Os acusados responderam em ações por improbidade administrativa na Justiça Federal em São Paulo, além de processo no TCU. Em todos, foram interpostos recursos e ninguém até o momento ressarciu financeiramente o Estado.
PROCESSO CRIMINAL
A ação na 6ª Vara Criminal Federal do Rio era o único processo de natureza criminal em curso contra os dirigentes estatais e banqueiros privados.
Em setembro passado, a juíza Ana Paula Vieira de Carvalho, da 6ª Vara, entendeu que os crimes prescreveram por terem decorrido ao menos oito anos desde a decisão em segunda instância de recurso da defesa.
Até hoje, o Superior Tribunal de Justiça não havia julgado os recursos da defesa no processo criminal, pedidos em 2005. O processo estava, portanto, parado desde então.
Segundo reportagem do jornal O Globo, o caso veio novamente à tona na Justiça Federal porque houve um mutirão na vara para solucionar processos parados.
A pedido da Folha, o professor titular de direito penal da USP Renato Silveira, especialista em crimes financeiros, analisou a decisão. Segundo ele, a juíza deu uma decisão técnica sem avaliar o mérito.
Caberia recurso às instâncias superiores, o que até o momento, segundo apurou a reportagem, não foi feito pelo MPF.
"Se, na segunda instância, tivesse havido manifestação pelo aumento da sentença ou a imputação de novos crimes, o prazo da prescrição seria modificado, mas não foi isso o que ocorreu", disse.
A segunda instância decidiu, em 2005, pela redução das penas.

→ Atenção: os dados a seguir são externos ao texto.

//! Outbound leg: `state` issuance and authorize URL construction.

// crates.io
use rand::{Rng, distr::Alphanumeric};
// self
use crate::{
	_prelude::*,
	auth::ScopeList,
	error::ConfigError,
	flows::ProviderFlow,
	http::ProviderHttpClient,
	obs::{self, FlowOutcome, FlowSpan, FlowStage},
	oauth::TransportErrorMapper,
};

const STATE_LEN: usize = 43;

/// Authorize URL plus the `state` embedded in it.
///
/// Persist `state` (session, signed cookie) and compare it with the value the provider
/// sends back before calling
/// [`validate_callback`](crate::flows::OAuthProvider::validate_callback).
#[derive(Clone, Debug, PartialEq, Eq)]
pub struct AuthorizationRequest {
	/// URL the end-user should be redirected to.
	pub url: Url,
	/// Single-use anti-forgery token carried in `url`.
	pub state: String,
}

impl<C, M, P> ProviderFlow<C, M, P>
where
	C: ?Sized + ProviderHttpClient,
	M: ?Sized + TransportErrorMapper<C::TransportError>,
{
	/// Issues a fresh `state` and builds the provider authorize URL around it.
	///
	/// Parameters appear as `client_id`, `response_type`, `redirect_uri`, `scope` (omitted
	/// when no scopes are configured), `state`, then [`Self::authorize_params`].
	pub fn authorization_url(&self, redirect_uri: Option<&str>) -> Result<AuthorizationRequest> {
		let _guard = FlowSpan::new(&self.descriptor.id, FlowStage::Authorize).entered();

		obs::record_flow_outcome(FlowStage::Authorize, FlowOutcome::Attempt);

		obs::record_result(FlowStage::Authorize, self.build_authorization_request(redirect_uri))
	}

	fn build_authorization_request(
		&self,
		redirect_uri: Option<&str>,
	) -> Result<AuthorizationRequest> {
		let quirks = &self.descriptor.quirks;
		let scope = ScopeList::new(quirks.default_scopes.iter().chain(&self.config.scope).cloned())
			.map_err(ConfigError::from)?
			.join(quirks.scope_delimiter);
		let state = generate_state();
		let mut params = vec![
			("client_id", Some(self.config.client_id.as_str())),
			("response_type", Some("code")),
			("redirect_uri", Some(redirect_uri.unwrap_or(&self.config.redirect_uri))),
			("scope", scope.as_deref()),
			("state", Some(state.as_str())),
		];

		params.extend(self.authorize_params.iter().map(|(k, v)| (k.as_str(), Some(v.as_str()))));

		let url = build_url(self.descriptor.endpoints.authorization.as_str(), &params)?;

		Ok(AuthorizationRequest { url, state })
	}
}

/// Generates an unguessable URL-safe `state` value.
///
/// 43 alphanumeric characters drawn from the thread-local CSPRNG, roughly 256 bits.
pub fn generate_state() -> String {
	rand::rng().sample_iter(&Alphanumeric).take(STATE_LEN).map(char::from).collect()
}

/// Appends percent-encoded parameters to `base` in the given order.
///
/// `None` values are skipped. Keys and values keep only RFC 3986 unreserved characters
/// literal, so spaces become `%20`. An existing query on `base` is kept in front.
pub fn build_url(base: &str, params: &[(&str, Option<&str>)]) -> Result<Url> {
	let mut url = Url::parse(base)
		.map_err(|source| ConfigError::InvalidUrl { url: base.to_owned(), source })?;
	let encoded = params
		.iter()
		.filter_map(|(key, value)| {
			value.map(|value| {
				format!("{}={}", urlencoding::encode(key), urlencoding::encode(value))
			})
		})
		.collect::<Vec<_>>()
		.join("&");

	if encoded.is_empty() {
		return Ok(url);
	}

	let query = match url.query() {
		Some(existing) if !existing.is_empty() => format!("{existing}&{encoded}"),
		_ => encoded,
	};

	url.set_query(Some(&query));

	Ok(url)
}
//! Account-store contract plus built-in store implementations for linked identities.

pub mod file;
pub mod memory;

pub use file::FileAccountStore;
pub use memory::MemoryAccountStore;

// self
use crate::{
	_prelude::*,
	auth::{ProviderId, ProviderUserId, UserId},
	error::LinkError,
};

/// Boxed future returned by [`AccountStore`] operations.
pub type StoreFuture<'a, T> = Pin<Box<dyn Future<Output = Result<T, LinkError>> + 'a + Send>>;

/// Identity store that binds external provider users to local accounts.
///
/// Implementations own atomicity: [`connect`](AccountStore::connect) must look up and, if
/// needed, create the account plus binding as one logical step so concurrent callbacks for
/// the same external user converge on a single account.
pub trait AccountStore
where
	Self: Send + Sync,
{
	/// Returns the account bound to the external identity, creating one if absent.
	fn connect<'a>(
		&'a self,
		provider_id: &'a ProviderId,
		provider_user_id: &'a ProviderUserId,
	) -> StoreFuture<'a, LinkedAccount>;

	/// Binds the external identity to an existing local account.
	///
	/// Re-binding to the same account is a no-op; binding to a different account fails with
	/// [`LinkError::ConflictingBinding`].
	fn bind<'a>(
		&'a self,
		provider_id: &'a ProviderId,
		provider_user_id: &'a ProviderUserId,
		user_id: &'a UserId,
	) -> StoreFuture<'a, LinkedAccount>;

	/// Fetches the binding for the external identity, if present.
	fn lookup<'a>(
		&'a self,
		provider_id: &'a ProviderId,
		provider_user_id: &'a ProviderUserId,
	) -> StoreFuture<'a, Option<LinkedAccount>>;

	/// Removes the binding; returns whether one existed.
	fn unlink<'a>(
		&'a self,
		provider_id: &'a ProviderId,
		provider_user_id: &'a ProviderUserId,
	) -> StoreFuture<'a, bool>;
}

/// Binding between an external provider identity and a local account.
#[derive(Clone, Debug, PartialEq, Eq, Serialize, Deserialize)]
pub struct LinkedAccount {
	/// Provider that issued the external identity.
	pub provider_id: ProviderId,
	/// External user identifier.
	pub provider_user_id: ProviderUserId,
	/// Local account the identity is bound to.
	pub user_id: UserId,
	/// Whether the store created the local account during this call.
	pub created: bool,
}

/// Unique key identifying a stored binding.
#[derive(Clone, Debug, PartialEq, Eq, Hash, Serialize, Deserialize)]
pub struct BindingKey {
	/// Provider component.
	pub provider_id: ProviderId,
	/// External user component.
	pub provider_user_id: ProviderUserId,
}
impl BindingKey {
	/// Builds a key for the provided identity.
	pub fn new(provider_id: &ProviderId, provider_user_id: &ProviderUserId) -> Self {
		Self { provider_id: provider_id.clone(), provider_user_id: provider_user_id.clone() }
	}

	fn linked(&self, user_id: UserId, created: bool) -> LinkedAccount {
		LinkedAccount {
			provider_id: self.provider_id.clone(),
			provider_user_id: self.provider_user_id.clone(),
			user_id,
			created,
		}
	}
}

type Bindings = HashMap<BindingKey, UserId>;

/// Lookup-or-create against an already locked map.
fn connect_locked(bindings: &mut Bindings, key: BindingKey) -> LinkedAccount {
	if let Some(existing) = bindings.get(&key) {
		return key.linked(existing.clone(), false);
	}

	let user_id = UserId::generate();
	let linked = key.linked(user_id.clone(), true);

	bindings.insert(key, user_id);

	linked
}

/// Returns the account plus whether the map changed.
fn bind_locked(
	bindings: &mut Bindings,
	key: BindingKey,
	user_id: &UserId,
) -> Result<(LinkedAccount, bool), LinkError> {
	match bindings.get(&key) {
		Some(existing) if existing == user_id => Ok((key.linked(existing.clone(), false), false)),
		Some(existing) => Err(LinkError::ConflictingBinding {
			provider_id: key.provider_id.to_string(),
			provider_user_id: key.provider_user_id.to_string(),
			message: format!("bound to account {existing}"),
		}),
		None => {
			let linked = key.linked(user_id.clone(), false);

			bindings.insert(key, user_id.clone());

			Ok((linked, true))
		},
	}
}

fn lookup_locked(bindings: &Bindings, key: BindingKey) -> Option<LinkedAccount> {
	let user_id = bindings.get(&key)?.clone();

	Some(key.linked(user_id, false))
}

#[cfg(test)]
mod tests {
	// self
	use super::*;

	fn key(user: &str) -> BindingKey {
		BindingKey::new(
			&ProviderId::new("spotify").expect("Provider fixture should be valid."),
			&ProviderUserId::new(user).expect("Provider user fixture should be valid."),
		)
	}

	#[test]
	fn connect_creates_once_then_reuses() {
		let mut bindings = Bindings::new();
		let first = connect_locked(&mut bindings, key("u1"));
		let second = connect_locked(&mut bindings, key("u1"));

		assert!(first.created);
		assert!(!second.created);
		assert_eq!(first.user_id, second.user_id);
		assert_eq!(bindings.len(), 1);
	}

	#[test]
	fn bind_rejects_a_different_account() {
		let mut bindings = Bindings::new();
		let owner = UserId::new("owner").expect("User fixture should be valid.");
		let intruder = UserId::new("intruder").expect("User fixture should be valid.");
		let (linked, changed) = bind_locked(&mut bindings, key("u1"), &owner)
			.expect("First bind should succeed.");

		assert!(changed);
		assert_eq!(linked.user_id, owner);

		let (_, changed) = bind_locked(&mut bindings, key("u1"), &owner)
			.expect("Re-binding to the same account should be a no-op.");

		assert!(!changed);

		let err = bind_locked(&mut bindings, key("u1"), &intruder)
			.expect_err("Binding to another account should conflict.");

		assert!(matches!(err, LinkError::ConflictingBinding { .. }));
		assert_eq!(lookup_locked(&bindings, key("u1")).map(|l| l.user_id), Some(owner));
	}
}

Inicialmente fixadas entre 10 a 12 anos de prisão para todos os réus, passaram a quatro anos de prisão.
"Assim, levando-se em conta que o último marco interruptivo foi a publicação da sentença condenatória em 01/04/2005 (fl. 4944), observa-se que o transcurso do prazo prescricional foi atingido em 01/04/2013. Verifica-se, portanto, consumada a prescrição da pretensão punitiva pela pena em concreto, na modalidade superveniente", alega a juíza.

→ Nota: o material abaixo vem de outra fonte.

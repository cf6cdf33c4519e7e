// self
use crate::obs::{FlowOutcome, FlowStage};

/// Records a flow outcome via the global metrics recorder (when enabled).
pub fn record_flow_outcome(stage: FlowStage, outcome: FlowOutcome) {
	#[cfg(feature = "metrics")]
	{
		metrics::counter!(
			"oauth2_integration_flow_total",
			"stage" => stage.as_str(),
			"outcome" => outcome.as_str()
		)
		.increment(1);
	}

	#[cfg(not(feature = "metrics"))]
	{
		let _ = (stage, outcome);
	}
}

/// Records success or failure for `result` and hands it back untouched.
pub(crate) fn record_result<T, E>(stage: FlowStage, result: Result<T, E>) -> Result<T, E> {
	record_flow_outcome(
		stage,
		if result.is_ok() { FlowOutcome::Success } else { FlowOutcome::Failure },
	);

	result
}

#[cfg(test)]
mod tests {
	// self
	use super::*;

	#[test]
	fn record_flow_outcome_noop_without_metrics() {
		record_flow_outcome(FlowStage::Exchange, FlowOutcome::Failure);
	}

	#[test]
	fn record_result_passes_values_through() {
		assert_eq!(record_result::<_, ()>(FlowStage::Link, Ok(7)), Ok(7));
		assert_eq!(record_result::<(), _>(FlowStage::Link, Err("boom")), Err("boom"));
	}
}
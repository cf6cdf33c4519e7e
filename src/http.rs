//! Transport primitives for provider calls.
//!
//! The module exposes [`ProviderHttpClient`] so downstream crates can plug in custom HTTP
//! stacks. The executor in [`crate::oauth`] is the only caller; it asks the client for a
//! short-lived [`AsyncHttpClient`] handle per request and classifies whatever comes back.

// std
use std::ops::Deref;
// crates.io
use oauth2::{
	AsyncHttpClient, HttpClientError, HttpRequest, HttpResponse,
	http::header::{HeaderMap, RETRY_AFTER},
};
#[cfg(feature = "reqwest")] use reqwest::redirect::Policy;
use time::format_description::well_known::Rfc2822;
// self
use crate::_prelude::*;
#[cfg(feature = "reqwest")] use crate::error::ConfigError;

/// Provider endpoints contacted during the callback leg.
#[derive(Clone, Copy, Debug, PartialEq, Eq, Hash, Serialize, Deserialize)]
#[serde(rename_all = "snake_case")]
pub enum Endpoint {
	/// Token endpoint used for the code exchange.
	Token,
	/// Profile endpoint queried with the bearer token.
	UserInfo,
}
impl Endpoint {
	/// Returns a stable label suitable for messages and span fields.
	pub const fn as_str(self) -> &'static str {
		match self {
			Endpoint::Token => "token",
			Endpoint::UserInfo => "user_info",
		}
	}
}
impl Display for Endpoint {
	fn fmt(&self, f: &mut Formatter) -> FmtResult {
		f.write_str(self.as_str())
	}
}

/// Abstraction over HTTP transports capable of executing provider requests.
///
/// The trait is the crate's only dependency on an HTTP stack. Implementations must be
/// `Send + Sync + 'static` so they can be shared across flows, and the handles they return
/// must own whatever state they need so request futures stay `Send` while in flight.
/// Dropping a request future must abort the underlying call; callers rely on that to put a
/// deadline around a whole callback.
pub trait ProviderHttpClient
where
	Self: 'static + Send + Sync,
{
	/// Concrete error emitted by the underlying transport.
	type TransportError: 'static + Send + Sync + StdError;

	/// [`AsyncHttpClient`] handle used for a single request.
	type Handle: for<'c> AsyncHttpClient<
			'c,
			Error = HttpClientError<Self::TransportError>,
			Future: 'c + Send,
		>
		+ 'static
		+ Send
		+ Sync;

	/// Builds a handle for the next request.
	fn handle(&self) -> Self::Handle;
}

/// Thin wrapper around [`ReqwestClient`] so shared HTTP behavior lives in one place.
///
/// Provider endpoints answer directly; [`ReqwestHttpClient::with_timeout`] builds a client
/// that never follows redirects. Configure any custom [`ReqwestClient`] the same way.
#[cfg(feature = "reqwest")]
#[derive(Clone, Default)]
pub struct ReqwestHttpClient(pub ReqwestClient);
#[cfg(feature = "reqwest")]
impl ReqwestHttpClient {
	/// Wraps an existing reqwest [`ReqwestClient`].
	pub fn with_client(client: ReqwestClient) -> Self {
		Self(client)
	}

	/// Builds a client that aborts every provider request after `timeout`.
	pub fn with_timeout(timeout: std::time::Duration) -> Result<Self, ConfigError> {
		let client = ReqwestClient::builder().redirect(Policy::none()).timeout(timeout).build()?;

		Ok(Self(client))
	}
}
#[cfg(feature = "reqwest")]
impl AsRef<ReqwestClient> for ReqwestHttpClient {
	fn as_ref(&self) -> &ReqwestClient {
		&self.0
	}
}
#[cfg(feature = "reqwest")]
impl Deref for ReqwestHttpClient {
	type Target = ReqwestClient;

	fn deref(&self) -> &Self::Target {
		&self.0
	}
}
#[cfg(feature = "reqwest")]
impl ProviderHttpClient for ReqwestHttpClient {
	type Handle = ReqwestHandle;
	type TransportError = ReqwestError;

	fn handle(&self) -> Self::Handle {
		ReqwestHandle(self.0.clone())
	}
}

/// Handle returned by [`ReqwestHttpClient`] that satisfies [`ProviderHttpClient`].
#[cfg(feature = "reqwest")]
#[derive(Clone)]
pub struct ReqwestHandle(ReqwestClient);
#[cfg(feature = "reqwest")]
impl<'c> AsyncHttpClient<'c> for ReqwestHandle {
	type Error = HttpClientError<ReqwestError>;
	type Future =
		Pin<Box<dyn Future<Output = Result<HttpResponse, Self::Error>> + 'c + Send + Sync>>;

	fn call(&'c self, request: HttpRequest) -> Self::Future {
		let client = self.0.clone();

		Box::pin(async move {
			let response =
				client.execute(request.try_into().map_err(Box::new)?).await.map_err(Box::new)?;
			let status = response.status();
			let headers = response.headers().to_owned();
			let mut response_new =
				HttpResponse::new(response.bytes().await.map_err(Box::new)?.to_vec());

			*response_new.status_mut() = status;
			*response_new.headers_mut() = headers;

			Ok(response_new)
		})
	}
}

/// Reads a `Retry-After` header expressed as delta-seconds or an RFC 2822 date.
pub(crate) fn parse_retry_after(headers: &HeaderMap) -> Option<Duration> {
	let value = headers.get(RETRY_AFTER)?;
	let raw = value.to_str().ok()?.trim();

	if let Ok(secs) = raw.parse::<u32>() {
		return Some(Duration::seconds(secs.into()));
	}
	if let Ok(moment) = OffsetDateTime::parse(raw, &Rfc2822) {
		let delta = moment - OffsetDateTime::now_utc();

		if delta.is_positive() {
			return Some(delta);
		}
	}

	None
}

Ficaram livres, portanto, de condenação Francisco Lopes, ex-presidente do BC à época, e os diretores de então Claudio Nesse Mauch, Demóstenes Madureira de Pinho Neto e Luiz Bragança (já morto). Também está no rol de réus o ex-diretor do FonteCindam Luiz Antônio Andrade Gonçalves.

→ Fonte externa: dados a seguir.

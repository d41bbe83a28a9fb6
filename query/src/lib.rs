use anyhow::Result;
use linkcorpus::config::RetrieveConfig;
use linkcorpus::link::escape;
use linkcorpus::persist::load_latest;
use linkcorpus::{
    anchor_frequencies, CandidateRetriever, DocUri, DocumentStore, ExtractionSession, InvertedIndex, Library, Link,
    PhraseCounts, RecordSink, SourceError,
};
use parking_lot::Mutex;
use rayon::prelude::*;
use serde::Serialize;
use std::collections::{BTreeMap, BTreeSet, HashMap};
use std::io::Write;
use std::panic::{catch_unwind, AssertUnwindSafe};
use std::path::Path;
use std::time::Instant;
use tracing::{debug, warn};

/// Candidates kept per query when benchmarking.
pub const BENCH_TOP_K: usize = 3;

pub struct QueryEngine<S: DocumentStore = Library> {
    pub index: InvertedIndex,
    pub counts: PhraseCounts,
    pub links: Vec<Link>,
    store: S,
    session: ExtractionSession,
    anchor_freq: HashMap<String, usize>,
    config: RetrieveConfig,
}

#[derive(Debug, Default, Serialize)]
pub struct CandidateReport {
    pub rows: usize,
    /// Links whose lookup panicked; written with empty candidate pairs.
    pub failed: usize,
    pub archives_released: usize,
}

#[derive(Debug, Serialize)]
pub struct BenchReport {
    pub queries: usize,
    pub total_ms: f64,
    pub mean_ms: f64,
    pub candidates: usize,
}

/// Passes reads through and remembers which archives they touched.
struct TouchedStore<'a, S: DocumentStore + ?Sized> {
    inner: &'a S,
    touched: Mutex<BTreeSet<String>>,
}

impl<'a, S: DocumentStore + ?Sized> TouchedStore<'a, S> {
    fn new(inner: &'a S) -> Self {
        Self { inner, touched: Mutex::new(BTreeSet::new()) }
    }

    fn into_archives(self) -> BTreeSet<String> {
        self.touched.into_inner()
    }
}

impl<S: DocumentStore + ?Sized> DocumentStore for TouchedStore<'_, S> {
    fn read(&self, uri: &DocUri) -> Result<String, SourceError> {
        self.touched.lock().insert(uri.archive.clone());
        self.inner.read(uri)
    }

    fn resolve(&self, href: &str, relative_to: &DocUri) -> Option<DocUri> {
        self.inner.resolve(href, relative_to)
    }

    fn release(&self, archive: &str) {
        self.inner.release(archive);
    }
}

impl QueryEngine<Library> {
    /// Load the newest snapshot in `index_dir`; documents are read from `archives`.
    pub fn open(index_dir: &Path, archives: &Path, links: Vec<Link>, config: RetrieveConfig) -> Result<Self> {
        let (index, counts) = load_latest(index_dir)?;
        tracing::info!(phrases = index.len(), links = links.len(), "query engine ready");
        Ok(Self::from_parts(index, counts, links, Library::new(archives), config))
    }
}

impl<S: DocumentStore> QueryEngine<S> {
    pub fn from_parts(index: InvertedIndex, counts: PhraseCounts, links: Vec<Link>, store: S, config: RetrieveConfig) -> Self {
        let anchor_freq = anchor_frequencies(&links);
        Self { index, counts, links, store, session: ExtractionSession::default(), anchor_freq, config }
    }

    pub fn store(&self) -> &S { &self.store }

    pub fn retriever(&self) -> CandidateRetriever<'_, S> {
        self.retriever_over(&self.store)
    }

    fn retriever_over<'a, T: DocumentStore + ?Sized>(&'a self, store: &'a T) -> CandidateRetriever<'a, T> {
        CandidateRetriever::new(&self.index, &self.counts, store, &self.session, &self.anchor_freq, self.config.clone())
    }

    /// Link columns followed by `cdoc_{i}`/`cdoc_context_{i}` pairs.
    pub fn candidates_header(&self) -> String {
        let mut header = Link::header();
        for i in 0..self.config.top_k {
            header.push_str(&format!("\tcdoc_{i}\tcdoc_context_{i}"));
        }
        header
    }

    /// One output row. Missing candidates are left as empty pairs so every row has the header's width.
    pub fn candidates_row<T: DocumentStore + ?Sized>(&self, retriever: &CandidateRetriever<'_, T>, link: &Link) -> String {
        let found = retriever.candidates(&link.anchor_text);
        let mut row = link.to_line();
        for i in 0..self.config.top_k {
            match found.get(i) {
                Some(doc) => {
                    row.push('\t');
                    row.push_str(&escape(&doc.uri.to_string()));
                    row.push('\t');
                    row.push_str(&escape(&doc.joined_contexts()));
                }
                None => row.push_str("\t\t"),
            }
        }
        row
    }

    fn empty_row(&self, link: &Link) -> String {
        let mut row = link.to_line();
        row.push_str(&"\t\t".repeat(self.config.top_k));
        row
    }

    /// Write the header and one row per link. Links are taken one target archive at a
    /// time, in parallel within the group; archives read for a group are released after it.
    pub fn write_candidates<W: Write + Send>(&self, sink: &RecordSink<W>) -> Result<CandidateReport> {
        sink.write_line(&self.candidates_header())?;
        let mut groups: BTreeMap<&str, Vec<&Link>> = BTreeMap::new();
        for link in &self.links {
            groups.entry(link.target_uri.archive.as_str()).or_default().push(link);
        }

        let mut report = CandidateReport::default();
        for (archive, links) in groups {
            let touched = TouchedStore::new(&self.store);
            let retriever = self.retriever_over(&touched);
            let (rows, failed) = links
                .par_iter()
                .map(|link| {
                    let (row, failed) = match catch_unwind(AssertUnwindSafe(|| self.candidates_row(&retriever, link))) {
                        Ok(row) => (row, 0),
                        Err(_) => {
                            warn!(anchor = %link.anchor_text, source = %link.source_uri, "panic while ranking candidates");
                            (self.empty_row(link), 1)
                        }
                    };
                    sink.write_line(&row).map(|_| (1, failed))
                })
                .try_reduce(|| (0, 0), |a, b| Ok((a.0 + b.0, a.1 + b.1)))?;
            drop(retriever);

            let opened = touched.into_archives();
            for name in &opened {
                self.store.release(name);
            }
            debug!(archive, rows, failed, released = opened.len(), "link group done");
            report.rows += rows;
            report.failed += failed;
            report.archives_released += opened.len();
        }
        Ok(report)
    }

    /// Time uncached lookups of the first `n` index phrases (sorted) at [`BENCH_TOP_K`].
    pub fn bench(&self, n: usize) -> BenchReport {
        let mut phrases: Vec<&str> = self.index.postings.keys().map(|k| k.as_str()).collect();
        phrases.sort_unstable();
        phrases.truncate(n);

        let retriever = self.retriever();
        let started = Instant::now();
        let mut candidates = 0;
        for phrase in &phrases {
            candidates += retriever.top(phrase, BENCH_TOP_K).len();
        }
        let total_ms = started.elapsed().as_secs_f64() * 1000.0;
        let mean_ms = if phrases.is_empty() { 0.0 } else { total_ms / phrases.len() as f64 };
        BenchReport { queries: phrases.len(), total_ms, mean_ms, candidates }
    }
}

A Folha não conseguiu contato com a defesa dos citados.
ACUSAÇÃO
As investigações do caso concluíram que as autoridades tinham relações com os banqueiros, que supostamente sabiam da mudança da política cambial, mas mantiveram as posições de contratos futuros.
O MPF sustenta que os bancos tiveram socorro sem nenhuma contrapartida para seus acionistas.
"O BC alegou risco sistêmico que nem o senhor Pedro Malan [ministro da Fazenda à época] estava sabendo. Não houve intervenção federal nos bancos, não houve comprometimento do patrimônio dos acionistas controladores, enfim. Simplesmente, o Estado arcou com o prejuízo", disse à Folha o Procurador da República Arthur Gueiros, que atuou no caso.
O procurador lembra do depoimento do presidente do BC após o escândalo Armínio Fraga, na CPI dos Bancos, em 1999. Ele explicava com que dinheiro seria tapado o rombo. "Com o meu, o seu e o nosso", disse à época.
"O caso evidencia que o sistema de Justiça brasileiro não se mostra eficaz quando se trata de criminosos de colarinho branco e de uma criminalidade mais complexa", diz o procurador.
CACCIOLA
Nenhum dos réus chegou a cumprir algum dia na prisão, com exceção do banqueiro Salvatore Cacciola.
Em 2000, o MPF pediu sua prisão preventiva com receio de ele pudesse deixar o país.
Ele ficou na cadeia 37 dias, mas fugiu para a Itália no mesmo ano, após receber liminar do ministro do STF (Supremo Tribunal Federal) Marco Aurélio Mello — revogada em seguida.
Pouco tempo depois de se descobrir o paradeiro do ex-banqueiro, o governo brasileiro teve o pedido de extradição negado pela Itália, que alegou o fato de ele ter a cidadania italiana.
Em 2005, a juíza Ana Paula Vieira de Carvalho, da 6ª Vara Federal Criminal do Rio, condenou Cacciola, à revelia, a 13 anos de prisão pelos crimes de peculato (utilizar-se do cargo exercido para apropriação ilegal de dinheiro) e gestão fraudulenta.
Em agosto de 2011, o ex-banqueiro foi solto após obter liberdade condicional.